Op-Ed: Is San Jose Deliberately Trying to Displace People?

Is the Affordable Housing Network the only organization in San Jose that believes San Jose’s “Envision 2040” General Plan is a blueprint for a train wreck?

Let me rephrase that.

Our city is already a train wreck—thousands of people living in the street, families forced to relocate to the Central Valley, traffic exploding, and the quality of life rapidly swirling down the drain. Oakland Mayor Libby Schaaf recently said the housing crisis is “about to kill the Bay Area.” San Jose’s general plan is better described as the nail in the coffin.

I took another look at the plan when City officials continually referenced it during recent public hearings on the Google Diridon project—as if to justify their curious indifference to the thousands of San Jose residents that the project threatens to displace. Mention of the San Jose general plan is generally prefaced with the remark that it was unanimously adopted by City Council after years of hearings attended by some 5000 people. Apparently this is expected to silence any opposition to its strange conclusions.

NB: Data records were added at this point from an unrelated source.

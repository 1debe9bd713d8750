pub mod clock;
pub mod metrics;

// Re-export commonly used items
pub use clock::{RecordingSleeper, Sleeper, TokioSleeper};
pub use metrics::Metrics;
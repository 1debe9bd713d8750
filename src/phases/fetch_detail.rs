// Detail of the operator-selected competitor listing, with provider fallback

use async_trait::async_trait;
use std::sync::Arc;
use tracing::instrument;

use crate::core::errors::{ServiceError, ServiceResult};
use crate::core::types::{Item, PhaseName, PhaseOutput};
use crate::phases::{Phase, PhaseContext};
use crate::services::{ItemDetailProvider, RemoteCallExecutor};

pub struct FetchDetailPhase {
    providers: Vec<(String, Arc<dyn ItemDetailProvider>)>,
    executor: RemoteCallExecutor,
}

impl FetchDetailPhase {
    /// `providers` are tried in order
    pub fn new(providers: Vec<Arc<dyn ItemDetailProvider>>, executor: RemoteCallExecutor) -> Self {
        let providers = providers
            .into_iter()
            .map(|p| (p.name().to_string(), p))
            .collect();
        Self { providers, executor }
    }
}

#[async_trait]
impl Phase for FetchDetailPhase {
    fn name(&self) -> PhaseName {
        PhaseName::FetchDetail
    }

    #[instrument(skip(self, item, context), fields(item_id = %item.id))]
    async fn execute(&self, item: &Item, context: &PhaseContext) -> ServiceResult<PhaseOutput> {
        let candidate = context.selection.as_ref().ok_or_else(|| {
            ServiceError::Validation(format!("no competitor selected for item {}", item.id))
        })?;
        let external_id = candidate.external_item_id.as_str();

        let (mut detail, provider) = self
            .executor
            .call_with_fallback(&self.providers, |p| async move {
                p.fetch_detail(external_id).await
            })
            .await?;

        detail.provider = provider;
        if detail.external_item_id.is_empty() {
            detail.external_item_id = external_id.to_string();
        }
        // Search-time specifics fill gaps the detail call left
        for (key, value) in &candidate.specifics {
            detail
                .specifics
                .entry(key.clone())
                .or_insert_with(|| value.clone());
        }
        Ok(PhaseOutput::Detail(detail))
    }
}
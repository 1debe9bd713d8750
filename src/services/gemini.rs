// Gemini generateContent client for attribute completion and title translation

use async_trait::async_trait;
use serde::{Deserialize, Serialize};
use std::time::Duration;
use tracing::{debug, instrument};

use crate::core::config::ServicesConfig;
use crate::core::errors::{ServiceError, ServiceResult};
use crate::core::types::{FieldCompletion, Item};
use crate::services::{AiCompletionService, CompletionContext, TranslationService};

/// Gemini REST client. One request per call; no retries here.
pub struct GeminiClient {
    http_client: reqwest::Client,
    base_url: String,
    api_key: String,
    model: String,
}

/// JSON schema for the completion response
#[derive(Debug, Serialize, Deserialize)]
struct CompletionResponse {
    completions: Vec<CompletionEntry>,
}

#[derive(Debug, Serialize, Deserialize)]
struct CompletionEntry {
    field: String,
    value: String,
    confidence: f64,
    #[serde(default)]
    reasoning: String,
}

#[derive(Debug, Serialize, Deserialize)]
struct TranslationResponse {
    translated_text: String,
}

impl GeminiClient {
    pub fn new(config: &ServicesConfig) -> ServiceResult<Self> {
        let http_client = reqwest::Client::builder()
            .pool_max_idle_per_host(10)
            .pool_idle_timeout(Duration::from_secs(90))
            .connect_timeout(Duration::from_secs(10))
            .build()
            .map_err(|e| ServiceError::Validation(format!("Failed to create HTTP client: {}", e)))?;

        Ok(Self {
            http_client,
            base_url: config.ai_base_url.trim_end_matches('/').to_string(),
            api_key: config.ai_api_key.clone(),
            model: config.ai_model.clone(),
        })
    }

    pub fn model(&self) -> &str {
        &self.model
    }

    /// Send a prompt with a structured-output schema and return the JSON text the model produced
    async fn generate(&self, prompt: String, schema: serde_json::Value) -> ServiceResult<String> {
        if self.api_key.is_empty() {
            return Err(ServiceError::Auth("AI_API_KEY is not set".to_string()));
        }

        let url = format!(
            "{}/models/{}:generateContent?key={}",
            self.base_url, self.model, self.api_key
        );

        let request_body = serde_json::json!({
            "contents": [{
                "parts": [{"text": prompt}]
            }],
            "generationConfig": {
                "response_mime_type": "application/json",
                "response_schema": schema,
                "thinkingConfig": {"thinking_budget": 0}
            }
        });

        let response = self
            .http_client
            .post(&url)
            .header("Content-Type", "application/json")
            .json(&request_body)
            .send()
            .await?;

        let status = response.status();
        if !status.is_success() {
            let error_text = response.text().await.unwrap_or_default();
            return Err(ServiceError::from_status(status.as_u16(), error_text));
        }

        let response: serde_json::Value = response.json().await?;

        let (input_tokens, output_tokens) = extract_token_usage(&response);
        debug!("Gemini usage: {} in / {} out tokens", input_tokens, output_tokens);

        response["candidates"][0]["content"]["parts"][0]["text"]
            .as_str()
            .map(str::to_string)
            .ok_or_else(|| ServiceError::InvalidResponse("Missing text in API response".to_string()))
    }
}

fn completion_prompt(item: &Item, context: &CompletionContext, missing_fields: &[String]) -> String {
    let mut prompt = format!(
        "You are completing a product catalog record.\nTitle: {}\n",
        item.title
    );
    if let Some(ref translated) = item.translated_title {
        prompt.push_str(&format!("Translated title: {}\n", translated));
    }
    if let Some(ref category) = item.category {
        prompt.push_str(&format!("Category: {}\n", category));
    }
    for (field, value) in &item.attributes {
        if !value.value.trim().is_empty() {
            prompt.push_str(&format!("Known {}: {}\n", field, value.value));
        }
    }
    if let Some(ref competitor) = context.competitor {
        prompt.push_str("Specifics of a matching listing:\n");
        for (key, value) in &competitor.specifics {
            prompt.push_str(&format!("- {}: {}\n", key, value));
        }
    }
    prompt.push_str(&format!(
        "Suggest values only for these fields: {}. \
         For each, give a confidence between 0 and 1 and a one-sentence reasoning. \
         Omit a field entirely if there is no evidence for it.",
        missing_fields.join(", ")
    ));
    prompt
}

fn completion_schema() -> serde_json::Value {
    serde_json::json!({
        "type": "object",
        "properties": {
            "completions": {
                "type": "array",
                "items": {
                    "type": "object",
                    "properties": {
                        "field": {"type": "string"},
                        "value": {"type": "string"},
                        "confidence": {"type": "number"},
                        "reasoning": {"type": "string"}
                    },
                    "required": ["field", "value", "confidence"]
                }
            }
        },
        "required": ["completions"]
    })
}

/// Keep suggestions for requested fields only, with confidence clamped to [0, 1]
fn parse_completions(text: &str, missing_fields: &[String]) -> ServiceResult<Vec<FieldCompletion>> {
    let parsed: CompletionResponse = serde_json::from_str(text)
        .map_err(|e| ServiceError::InvalidResponse(format!("completion payload: {}", e)))?;

    Ok(parsed
        .completions
        .into_iter()
        .map(|c| FieldCompletion {
            field: c.field.trim().to_lowercase(),
            value: c.value.trim().to_string(),
            confidence: c.confidence.clamp(0.0, 1.0),
            reasoning: c.reasoning,
        })
        .filter(|c| !c.value.is_empty() && missing_fields.iter().any(|f| *f == c.field))
        .collect())
}

#[async_trait]
impl AiCompletionService for GeminiClient {
    #[instrument(skip(self, item, context), fields(item_id = %item.id, missing = missing_fields.len()))]
    async fn complete(
        &self,
        item: &Item,
        context: &CompletionContext,
        missing_fields: &[String],
    ) -> ServiceResult<Vec<FieldCompletion>> {
        if missing_fields.is_empty() {
            return Ok(Vec::new());
        }
        let text = self
            .generate(completion_prompt(item, context, missing_fields), completion_schema())
            .await?;
        parse_completions(&text, missing_fields)
    }
}

#[async_trait]
impl TranslationService for GeminiClient {
    #[instrument(skip(self, text))]
    async fn translate(&self, text: &str, target_language: &str) -> ServiceResult<String> {
        if text.trim().is_empty() {
            return Err(ServiceError::Validation("nothing to translate".to_string()));
        }
        let prompt = format!(
            "Translate this product title to {}. Keep brand names and model numbers unchanged.\n{}",
            target_language, text
        );
        let schema = serde_json::json!({
            "type": "object",
            "properties": {"translated_text": {"type": "string"}},
            "required": ["translated_text"]
        });

        let raw = self.generate(prompt, schema).await?;
        let parsed: TranslationResponse = serde_json::from_str(&raw)
            .map_err(|e| ServiceError::InvalidResponse(format!("translation payload: {}", e)))?;
        Ok(parsed.translated_text.trim().to_string())
    }
}

fn extract_token_usage(response: &serde_json::Value) -> (u64, u64) {
    let usage_metadata = &response["usageMetadata"];
    let input_tokens = usage_metadata["promptTokenCount"].as_u64().unwrap_or(0);
    let output_tokens = usage_metadata["candidatesTokenCount"].as_u64().unwrap_or(0);

    (input_tokens, output_tokens)
}
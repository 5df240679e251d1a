use super::{Action, IntoAction, Setters};
use parking_lot::{ReentrantMutex, RwLock};
use std::sync::Arc;

/// Shared state cell for one key.
///
/// A store owns the authoritative value and the ordered list of setters
/// that must hear about every write. Cloning a store clones the handle, not
/// the state.
pub struct Store<T> {
    state: Arc<RwLock<T>>,
    setters: Arc<Setters<T>>,
    // Held from a write through its sweep; reentrant so setters may write back.
    writer: Arc<ReentrantMutex<()>>,
}

impl<T: Clone> Store<T> {
    /// Create a new store with the given initial state.
    pub fn new(initial: T) -> Self {
        Self {
            state: Arc::new(RwLock::new(initial)),
            setters: Arc::new(Setters::new()),
            writer: Arc::new(ReentrantMutex::new(())),
        }
    }

    /// Get a clone of the current state.
    pub fn get_state(&self) -> T {
        self.state.read().clone()
    }

    /// Apply a write and notify every setter with the new value.
    ///
    /// Writes from different threads are serialized together with their
    /// sweeps, so the last value every setter sees is the stored value.
    /// Updaters run on a copy of the current value with no state lock held
    /// and may read the store. The setter list is snapshotted after the
    /// value is stored, so setters may subscribe, unsubscribe, or write
    /// while being notified. Equal values are not filtered out.
    pub fn set_state(&self, action: impl IntoAction<State = T>) -> T {
        let _writer = self.writer.lock();
        let next = match action.into_action() {
            Action::Value(value) => value,
            update => {
                let current = self.get_state();
                update.apply(&current)
            }
        };
        *self.state.write() = next.clone();
        self.notify(&next);
        next
    }

    /// Set a new state value.
    pub fn set(&self, new_state: T) {
        self.set_state(Action::Value(new_state));
    }

    /// Compute the next state from the current one and return it.
    pub fn update<F>(&self, f: F) -> T
    where
        F: FnOnce(&T) -> T + Send + 'static,
    {
        self.set_state(Action::update(f))
    }

    /// Edit a copy of the state in place, store it, then notify.
    pub fn modify<F>(&self, f: F)
    where
        F: FnOnce(&mut T),
    {
        let _writer = self.writer.lock();
        let mut next = self.get_state();
        f(&mut next);
        *self.state.write() = next.clone();
        self.notify(&next);
    }

    fn notify(&self, value: &T) {
        let setters = self.setters.snapshot();
        tracing::trace!(setters = setters.len(), "notifying setters");
        for setter in setters {
            setter(value);
        }
    }
}

impl<T> Store<T> {
    /// The setter list, for registering and removing refresh callbacks.
    pub fn setters(&self) -> &Setters<T> {
        &self.setters
    }

    /// Read state without cloning.
    pub fn read<F, R>(&self, f: F) -> R
    where
        F: FnOnce(&T) -> R,
    {
        let state = self.state.read();
        f(&*state)
    }

    /// Whether two handles refer to the same store.
    pub fn ptr_eq(a: &Self, b: &Self) -> bool {
        Arc::ptr_eq(&a.state, &b.state)
    }
}

impl<T> Clone for Store<T> {
    fn clone(&self) -> Self {
        Self {
            state: Arc::clone(&self.state),
            setters: Arc::clone(&self.setters),
            writer: Arc::clone(&self.writer),
        }
    }
}

impl<T: std::fmt::Debug> std::fmt::Debug for Store<T> {
    fn fmt(&self, f: &mut std::fmt::Formatter<'_>) -> std::fmt::Result {
        f.debug_struct("Store")
            .field("state", &*self.state.read())
            .field("setters", &self.setters.len())
            .finish()
    }
}

#[cfg(test)]
mod tests {
    use super::*;
    use parking_lot::Mutex;
    use pretty_assertions::assert_eq;
    use std::sync::atomic::{AtomicUsize, Ordering};

    #[derive(Clone, Debug, PartialEq)]
    struct AppState {
        count: usize,
        name: String,
    }

    #[test]
    fn store_get_set() {
        let store = Store::new(AppState {
            count: 0,
            name: "test".to_string(),
        });

        assert_eq!(store.get_state().count, 0);

        store.set(AppState {
            count: 42,
            name: "updated".to_string(),
        });

        assert_eq!(
            store.get_state(),
            AppState {
                count: 42,
                name: "updated".to_string(),
            }
        );
    }

    #[test]
    fn store_modify() {
        let store = Store::new(AppState {
            count: 0,
            name: "test".to_string(),
        });

        store.modify(|state| {
            state.count += 10;
        });

        assert_eq!(store.get_state().count, 10);
    }

    #[test]
    fn updater_sees_current_value() {
        let store = Store::new(0);
        let stale = store.get_state();

        store.set(7);
        store.update(move |n| n + 1 + stale);

        assert_eq!(store.get_state(), 8);
    }

    #[test]
    fn setters_run_in_order_once_each() {
        let store = Store::new(0);
        let log = Arc::new(Mutex::new(Vec::new()));

        for tag in ["a", "b", "c"] {
            let log = Arc::clone(&log);
            store.setters().push(move |value: &i32| {
                log.lock().push((tag, *value));
            });
        }

        store.set(3);

        assert_eq!(*log.lock(), vec![("a", 3), ("b", 3), ("c", 3)]);
    }

    #[test]
    fn equal_write_still_notifies() {
        let store = Store::new(1);
        let call_count = Arc::new(AtomicUsize::new(0));
        let call_count_clone = call_count.clone();

        store.setters().push(move |_| {
            call_count_clone.fetch_add(1, Ordering::SeqCst);
        });

        store.set(1);
        store.set(1);

        assert_eq!(call_count.load(Ordering::SeqCst), 2);
    }

    #[test]
    fn write_without_setters() {
        let store = Store::new(String::from("a"));
        store.set("b".to_string());
        assert_eq!(store.get_state(), "b");
    }

    #[test]
    fn setter_removing_itself_mid_sweep() {
        let store = Store::new(0);
        let call_count = Arc::new(AtomicUsize::new(0));
        let own_id = Arc::new(Mutex::new(None));

        let id = {
            let store = store.clone();
            let own_id = Arc::clone(&own_id);
            let call_count = Arc::clone(&call_count);
            store.clone().setters().push(move |_| {
                call_count.fetch_add(1, Ordering::SeqCst);
                if let Some(id) = own_id.lock().take() {
                    store.setters().remove(id);
                }
            })
        };
        *own_id.lock() = Some(id);

        let later = Arc::new(AtomicUsize::new(0));
        let later_clone = later.clone();
        store.setters().push(move |_| {
            later_clone.fetch_add(1, Ordering::SeqCst);
        });

        store.set(1);
        store.set(2);

        assert_eq!(call_count.load(Ordering::SeqCst), 1);
        assert_eq!(later.load(Ordering::SeqCst), 2);
        assert_eq!(store.setters().len(), 1);
    }

    #[test]
    fn setter_added_mid_sweep_waits_for_next_write() {
        let store = Store::new(0);
        let added = Arc::new(AtomicUsize::new(0));

        {
            let store = store.clone();
            let added = Arc::clone(&added);
            store.clone().setters().push(move |value: &i32| {
                if *value == 1 {
                    let added = Arc::clone(&added);
                    store.setters().push(move |_| {
                        added.fetch_add(1, Ordering::SeqCst);
                    });
                }
            });
        }

        store.set(1);
        assert_eq!(added.load(Ordering::SeqCst), 0);

        store.set(2);
        assert_eq!(added.load(Ordering::SeqCst), 1);
    }

    #[test]
    fn concurrent_writers_leave_setters_on_final_value() {
        let store = Store::new(0usize);
        let last_seen = Arc::new(Mutex::new(0usize));
        {
            let last_seen = Arc::clone(&last_seen);
            store.setters().push(move |value: &usize| {
                *last_seen.lock() = *value;
            });
        }

        let writers: Vec<_> = (0..4)
            .map(|t| {
                let store = store.clone();
                std::thread::spawn(move || {
                    for i in 0..2000 {
                        store.set(t * 10_000 + i);
                    }
                })
            })
            .collect();
        for writer in writers {
            writer.join().unwrap();
        }

        assert_eq!(*last_seen.lock(), store.get_state());
    }

    #[test]
    fn concurrent_updaters_lose_nothing() {
        let store = Store::new(0usize);
        let writers: Vec<_> = (0..4)
            .map(|_| {
                let store = store.clone();
                std::thread::spawn(move || {
                    for _ in 0..500 {
                        store.update(|n| n + 1);
                    }
                })
            })
            .collect();
        for writer in writers {
            writer.join().unwrap();
        }

        assert_eq!(store.get_state(), 2000);
    }

    #[test]
    fn updater_may_read_its_own_store() {
        let store = Store::new(2);
        let same = store.clone();

        store.update(move |n| n + same.get_state());
        assert_eq!(store.get_state(), 4);

        let same = store.clone();
        store.modify(move |n| *n += same.read(|current| *current));
        assert_eq!(store.get_state(), 8);
    }

    #[test]
    fn setter_may_write_back_to_its_store() {
        let store = Store::new(0);
        let writer = store.clone();
        store.setters().push(move |value: &i32| {
            if *value == 1 {
                writer.set(2);
            }
        });

        store.set(1);
        assert_eq!(store.get_state(), 2);
    }

    #[test]
    fn clones_share_state() {
        let store = Store::new(1);
        let other = store.clone();
        other.set(2);

        assert!(Store::ptr_eq(&store, &other));
        assert_eq!(store.read(|n| *n), 2);
    }
}
//! Key-addressed registry of shared stores.
//!
//! [`Storage`] maps keys to stores with first-write-wins seeding. Consumers
//! attach through a [`Binding`]; code outside any consumer writes through
//! [`Storage::mutate`] or the global helpers below.

mod binding;
mod options;
mod registry;

pub use binding::{Binding, Dispatch};
pub use options::BindOptions;
pub use registry::{Key, Storage, Value};

pub(crate) use registry::StorageInner;

use crate::error::Result;
use crate::store::IntoAction;

/// Write to `key` in the process-wide storage.
///
/// ```
/// keystate::mutate("greeting", "hello").unwrap();
/// assert_eq!(keystate::get_state::<&str>("greeting"), Some("hello"));
/// ```
pub fn mutate<A>(key: impl Into<String>, action: A) -> Result<()>
where
    A: IntoAction,
    A::State: Value,
{
    Storage::global().mutate(key.into(), action)
}

/// Read `key` from the process-wide storage.
pub fn get_state<S: Value>(key: &str) -> Option<S> {
    Storage::global().get_state::<S, str>(key)
}
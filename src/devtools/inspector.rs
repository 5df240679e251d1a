use crate::emitter::{HandlerId, STORE_INIT, STORE_UPDATE};
use crate::storage::{Key, Storage, StorageInner};
use parking_lot::Mutex;
use std::borrow::Borrow;
use std::collections::HashMap;
use std::hash::Hash;
use std::sync::{Arc, Weak};

#[derive(Clone, Copy, Debug, Default, PartialEq, Eq)]
struct KeyActivity {
    mounts: usize,
    updates: usize,
}

/// Read-only inspector for a [`Storage`].
///
/// Listens on the init and update channels, counts activity per key, and
/// logs every event. It never registers as a store listener and never
/// writes. Events emitted before [`Devtools::init`] are not replayed.
///
/// ```
/// use keystate::{BindOptions, Devtools, Storage};
///
/// let storage: Storage = Storage::new();
/// let devtools = Devtools::init(&storage);
///
/// let mut binding = storage
///     .bind("todos".to_string(), Vec::<String>::new(), BindOptions::default())
///     .unwrap();
/// binding.subscribe(|_| {});
/// binding.update(|todos| {
///     let mut todos = todos.clone();
///     todos.push("ship it".into());
///     todos
/// });
///
/// assert_eq!(devtools.mount_count("todos"), 1);
/// assert_eq!(devtools.update_count("todos"), 1);
/// ```
pub struct Devtools<K: Key = String> {
    activity: Arc<Mutex<HashMap<K, KeyActivity>>>,
    storage: Weak<StorageInner<K>>,
    on_init: HandlerId,
    on_update: HandlerId,
}

impl<K: Key> Devtools<K> {
    /// Subscribe an inspector to `storage`'s lifecycle channels.
    pub fn init(storage: &Storage<K>) -> Self {
        let activity: Arc<Mutex<HashMap<K, KeyActivity>>> = Arc::default();

        let on_init = {
            let activity = Arc::clone(&activity);
            storage.events().on(STORE_INIT, move |key: &K| {
                tracing::info!(?key, "store init");
                activity.lock().entry(key.clone()).or_default().mounts += 1;
            })
        };
        let on_update = {
            let activity = Arc::clone(&activity);
            storage.events().on(STORE_UPDATE, move |key: &K| {
                tracing::debug!(?key, "store update");
                activity.lock().entry(key.clone()).or_default().updates += 1;
            })
        };

        Self {
            activity,
            storage: storage.downgrade(),
            on_init,
            on_update,
        }
    }

    /// Keys at least one consumer has subscribed to, in no particular order.
    pub fn mounted_keys(&self) -> Vec<K> {
        self.activity
            .lock()
            .iter()
            .filter(|(_, activity)| activity.mounts > 0)
            .map(|(key, _)| key.clone())
            .collect()
    }

    pub fn mount_count<Q>(&self, key: &Q) -> usize
    where
        K: Borrow<Q>,
        Q: Hash + Eq + ?Sized,
    {
        self.activity.lock().get(key).map_or(0, |a| a.mounts)
    }

    pub fn update_count<Q>(&self, key: &Q) -> usize
    where
        K: Borrow<Q>,
        Q: Hash + Eq + ?Sized,
    {
        self.activity.lock().get(key).map_or(0, |a| a.updates)
    }
}

impl<K: Key> Drop for Devtools<K> {
    fn drop(&mut self) {
        if let Some(storage) = self.storage.upgrade() {
            storage.events().off(STORE_INIT, self.on_init);
            storage.events().off(STORE_UPDATE, self.on_update);
        }
    }
}

#[cfg(test)]
mod tests {
    use super::*;
    use crate::BindOptions;
    use pretty_assertions::assert_eq;

    #[test]
    fn counts_each_mount() {
        let storage: Storage = Storage::new();
        let devtools = Devtools::init(&storage);

        let mut a = storage.bind("k".to_string(), 0, BindOptions::retained()).unwrap();
        let mut b = storage.bind("k".to_string(), 0, BindOptions::retained()).unwrap();
        a.subscribe(|_| {});
        b.subscribe(|_| {});
        storage.mutate("k".to_string(), 3).unwrap();

        assert_eq!(devtools.mount_count("k"), 2);
        assert_eq!(devtools.update_count("k"), 1);
        assert_eq!(devtools.mounted_keys(), vec!["k".to_string()]);
    }

    #[test]
    fn events_before_init_are_not_replayed() {
        let storage: Storage = Storage::new();
        let mut early = storage.bind("early".to_string(), 0, BindOptions::retained()).unwrap();
        early.subscribe(|_| {});

        let devtools = Devtools::init(&storage);
        assert_eq!(devtools.mount_count("early"), 0);
        assert!(devtools.mounted_keys().is_empty());
    }

    #[test]
    fn drop_unsubscribes() {
        let storage: Storage = Storage::new();
        let devtools = Devtools::init(&storage);
        assert_eq!(storage.events().handler_count(STORE_INIT), 1);

        drop(devtools);
        assert_eq!(storage.events().handler_count(STORE_INIT), 0);
        assert_eq!(storage.events().handler_count(STORE_UPDATE), 0);
    }
}
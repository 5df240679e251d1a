/// A write against a store: either a replacement value or an updater.
///
/// Updaters always receive the store's current value at the moment of the
/// write, not whatever value the caller last observed.
///
/// ```
/// use keystate::{Action, Store};
///
/// let store = Store::new(1);
/// store.set_state(5);
/// store.set_state(Action::update(|n: &i32| n * 2));
/// assert_eq!(store.get_state(), 10);
/// ```
pub enum Action<T> {
    Value(T),
    Update(Box<dyn FnOnce(&T) -> T + Send>),
}

impl<T> Action<T> {
    pub fn update<F>(f: F) -> Self
    where
        F: FnOnce(&T) -> T + Send + 'static,
    {
        Action::Update(Box::new(f))
    }

    pub fn is_update(&self) -> bool {
        matches!(self, Action::Update(_))
    }

    /// Resolve the action against the current value.
    pub(crate) fn apply(self, current: &T) -> T {
        match self {
            Action::Value(value) => value,
            Action::Update(f) => f(current),
        }
    }

    /// Value to seed a missing store with, if this action carries one.
    pub(crate) fn into_value(self) -> Option<T> {
        match self {
            Action::Value(value) => Some(value),
            Action::Update(_) => None,
        }
    }
}

/// Conversion into an [`Action`], with the state type fixed by the input.
///
/// A plain value becomes [`Action::Value`] and an [`Action`] passes through,
/// so write entry points accept either without a type annotation even when
/// no store type is known up front:
///
/// ```
/// use keystate::{Action, Storage};
///
/// let storage: Storage = Storage::new();
/// storage.mutate("n".to_string(), 1).unwrap();
/// storage.mutate("n".to_string(), Action::update(|n: &i32| n + 1)).unwrap();
/// assert_eq!(storage.get_state::<i32, _>("n"), Some(2));
/// ```
pub trait IntoAction {
    type State;

    fn into_action(self) -> Action<Self::State>;
}

impl<T: Clone> IntoAction for T {
    type State = T;

    fn into_action(self) -> Action<T> {
        Action::Value(self)
    }
}

impl<T> IntoAction for Action<T> {
    type State = T;

    fn into_action(self) -> Action<T> {
        self
    }
}

impl<T> std::fmt::Debug for Action<T> {
    fn fmt(&self, f: &mut std::fmt::Formatter<'_>) -> std::fmt::Result {
        match self {
            Action::Value(_) => f.write_str("Action::Value(..)"),
            Action::Update(_) => f.write_str("Action::Update(..)"),
        }
    }
}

Few San Jose residents are aware of what our general plan actually says. Instead of fighting for common sense state fiscal reform, San Jose is attempting to solve its fiscal problems by restricting housing production in the middle of a catastrophic housing crisis. Envision 2040 was modified in 2016 by the Four Year Task Force and City Council, but its figures still simply do not add up.

The plan is based on a projection by the Center for the Continuing Study of the California Economy (CCSCE) that San Jose’s population will increase by about 405,000 new residents by 2040. The plan establishes a 1.1 jobs to employed resident goal. In order to reach this mark, it calls for job growth of 382,000 new jobs by 2040, while maintaining a housing goal of only 120,000 new units.

These figures are nonsensical.

In the first place, a population growth of 405,000 people cannot fit into 120,000 new units. At the California average of 3.1 persons per household, 120,000 housing units will only accommodate 372,000 people. Does the general plan propose to block the increased population projected by CCSCE from happening?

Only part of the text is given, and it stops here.